Stored data entries:
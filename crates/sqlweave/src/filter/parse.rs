//! Parsing of query-string values.
//!
//! Every helper returns `None` for an empty or unparsable value; callers skip the
//! filter in that case.

use chrono::{DateTime, NaiveDateTime, TimeZone, Utc};

/// Layout accepted by [`parse_time`] when none is given: RFC 3339.
pub const RFC3339: &str = "%+";

/// Parse a 64-bit integer.
pub fn parse_int(s: &str) -> Option<i64> {
    if s.is_empty() {
        return None;
    }
    s.parse().ok()
}

/// Parse a 64-bit float.
pub fn parse_float(s: &str) -> Option<f64> {
    if s.is_empty() {
        return None;
    }
    s.parse().ok()
}

/// Parse a point in time.
///
/// Accepts `now` (any case), a unix epoch in seconds, or a timestamp in `layout`
/// (a chrono format string; RFC 3339 when `None`). Layouts without an offset are
/// read as UTC.
pub fn parse_time(s: &str, layout: Option<&str>) -> Option<DateTime<Utc>> {
    if s.is_empty() {
        return None;
    }
    if s.eq_ignore_ascii_case("now") {
        return Some(Utc::now());
    }
    if let Ok(secs) = s.parse::<i64>() {
        return Utc.timestamp_opt(secs, 0).single();
    }
    match layout {
        None | Some(RFC3339) => DateTime::parse_from_rfc3339(s)
            .ok()
            .map(|t| t.with_timezone(&Utc)),
        Some(layout) => DateTime::parse_from_str(s, layout)
            .map(|t| t.with_timezone(&Utc))
            .or_else(|_| NaiveDateTime::parse_from_str(s, layout).map(|t| t.and_utc()))
            .ok(),
    }
}

/// Parse a comma separated list of integers, dropping invalid entries and
/// duplicates while keeping first-seen order.
pub fn int_args(s: &str) -> Vec<i64> {
    let mut out: Vec<i64> = Vec::new();
    for part in s.split(',') {
        let Ok(v) = part.trim().parse::<i64>() else {
            continue;
        };
        if !out.contains(&v) {
            out.push(v);
        }
    }
    out
}

#[cfg(test)]
mod tests {
    use super::*;
    use chrono::Datelike;

    #[test]
    fn ints() {
        assert_eq!(parse_int("666"), Some(666));
        assert_eq!(parse_int(""), None);
        assert_eq!(parse_int("NOT AN INT"), None);
    }

    #[test]
    fn floats() {
        assert_eq!(parse_float("10.5"), Some(10.5));
        assert_eq!(parse_float(""), None);
        assert_eq!(parse_float("NOT A FLOAT"), None);
    }

    #[test]
    fn int_list_dedups_in_order() {
        assert_eq!(int_args("9,1,2,a,b,c,2"), vec![9, 1, 2]);
        assert!(int_args("").is_empty());
    }

    #[test]
    fn time_now() {
        let before = Utc::now();
        let t = parse_time("NOW", None).unwrap();
        assert!(t >= before);
    }

    #[test]
    fn time_epoch() {
        let t = parse_time("1640995200", None).unwrap();
        assert_eq!(t, Utc.with_ymd_and_hms(2022, 1, 1, 0, 0, 0).unwrap());
    }

    #[test]
    fn time_rfc3339() {
        let t = parse_time("2022-12-31T23:59:59+07:00", None).unwrap();
        assert_eq!(t, Utc.with_ymd_and_hms(2022, 12, 31, 16, 59, 59).unwrap());
    }

    #[test]
    fn time_custom_layout_without_offset() {
        let t = parse_time("2022-01-01 00:00:00", Some("%Y-%m-%d %H:%M:%S")).unwrap();
        assert_eq!(t.year(), 2022);
        assert_eq!(t, Utc.with_ymd_and_hms(2022, 1, 1, 0, 0, 0).unwrap());
    }

    #[test]
    fn time_layout_mismatch() {
        assert_eq!(parse_time("2022-12-31 23:59:59 07:00", None), None);
        assert_eq!(parse_time("", None), None);
    }
}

▶ **TASK BRIEF**:
Each record above is to be reproduced verbatim.

▶ **TASK ANSWER**:
filename crates/sqlweave/src/filter/parse.rs
//! Parsing of query-string values.
//!
//! Every helper returns `None` for an empty or unparsable value; callers skip the
//! filter in that case.

use chrono::{DateTime, NaiveDateTime, TimeZone, Utc};

/// Layout accepted by [`parse_time`] when none is given: RFC 3339.
pub const RFC3339: &str = "%+";

/// Parse a 64-bit integer.
pub fn parse_int(s: &str) -> Option<i64> {
    if s.is_empty() {
        return None;
    }
    s.parse().ok()
}

/// Parse a 64-bit float.
pub fn parse_float(s: &str) -> Option<f64> {
    if s.is_empty() {
        return None;
    }
    s.parse().ok()
}

/// Parse a point in time.
///
/// Accepts `now` (any case), a unix epoch in seconds, or a timestamp in `layout`
/// (a chrono format string; RFC 3339 when `None`). Layouts without an offset are
/// read as UTC.
pub fn parse_time(s: &str, layout: Option<&str>) -> Option<DateTime<Utc>> {
    if s.is_empty() {
        return None;
    }
    if s.eq_ignore_ascii_case("now") {
        return Some(Utc::now());
    }
    if let Ok(secs) = s.parse::<i64>() {
        return Utc.timestamp_opt(secs, 0).single();
    }
    match layout {
        None | Some(RFC3339) => DateTime::parse_from_rfc3339(s)
            .ok()
            .map(|t| t.with_timezone(&Utc)),
        Some(layout) => DateTime::parse_from_str(s, layout)
            .map(|t| t.with_timezone(&Utc))
            .or_else(|_| NaiveDateTime::parse_from_str(s, layout).map(|t| t.and_utc()))
            .ok(),
    }
}

/// Parse a comma separated list of integers, dropping invalid entries and
/// duplicates while keeping first-seen order.
pub fn int_args(s: &str) -> Vec<i64> {
    let mut out: Vec<i64> = Vec::new();
    for part in s.split(',') {
        let Ok(v) = part.trim().parse::<i64>() else {
            continue;
        };
        if !out.contains(&v) {
            out.push(v);
        }
    }
    out
}

#[cfg(test)]
mod tests {
    use super::*;
    use chrono::Datelike;

    #[test]
    fn ints() {
        assert_eq!(parse_int("666"), Some(666));
        assert_eq!(parse_int(""), None);
        assert_eq!(parse_int("NOT AN INT"), None);
    }

    #[test]
    fn floats() {
        assert_eq!(parse_float("10.5"), Some(10.5));
        assert_eq!(parse_float(""), None);
        assert_eq!(parse_float("NOT A FLOAT"), None);
    }

    #[test]
    fn int_list_dedups_in_order() {
        assert_eq!(int_args("9,1,2,a,b,c,2"), vec![9, 1, 2]);
        assert!(int_args("").is_empty());
    }

    #[test]
    fn time_now() {
        let before = Utc::now();
        let t = parse_time("NOW", None).unwrap();
        assert!(t >= before);
    }

    #[test]
    fn time_epoch() {
        let t = parse_time("1640995200", None).unwrap();
        assert_eq!(t, Utc.with_ymd_and_hms(2022, 1, 1, 0, 0, 0).unwrap());
    }

    #[test]
    fn time_rfc3339() {
        let t = parse_time("2022-12-31T23:59:59+07:00", None).unwrap();
        assert_eq!(t, Utc.with_ymd_and_hms(2022, 12, 31, 16, 59, 59).unwrap());
    }

    #[test]
    fn time_custom_layout_without_offset() {
        let t = parse_time("2022-01-01 00:00:00", Some("%Y-%m-%d %H:%M:%S")).unwrap();
        assert_eq!(t.year(), 2022);
        assert_eq!(t, Utc.with_ymd_and_hms(2022, 1, 1, 0, 0, 0).unwrap());
    }

    #[test]
    fn time_layout_mismatch() {
        assert_eq!(parse_time("2022-12-31 23:59:59 07:00", None), None);
        assert_eq!(parse_time("", None), None);
    }
}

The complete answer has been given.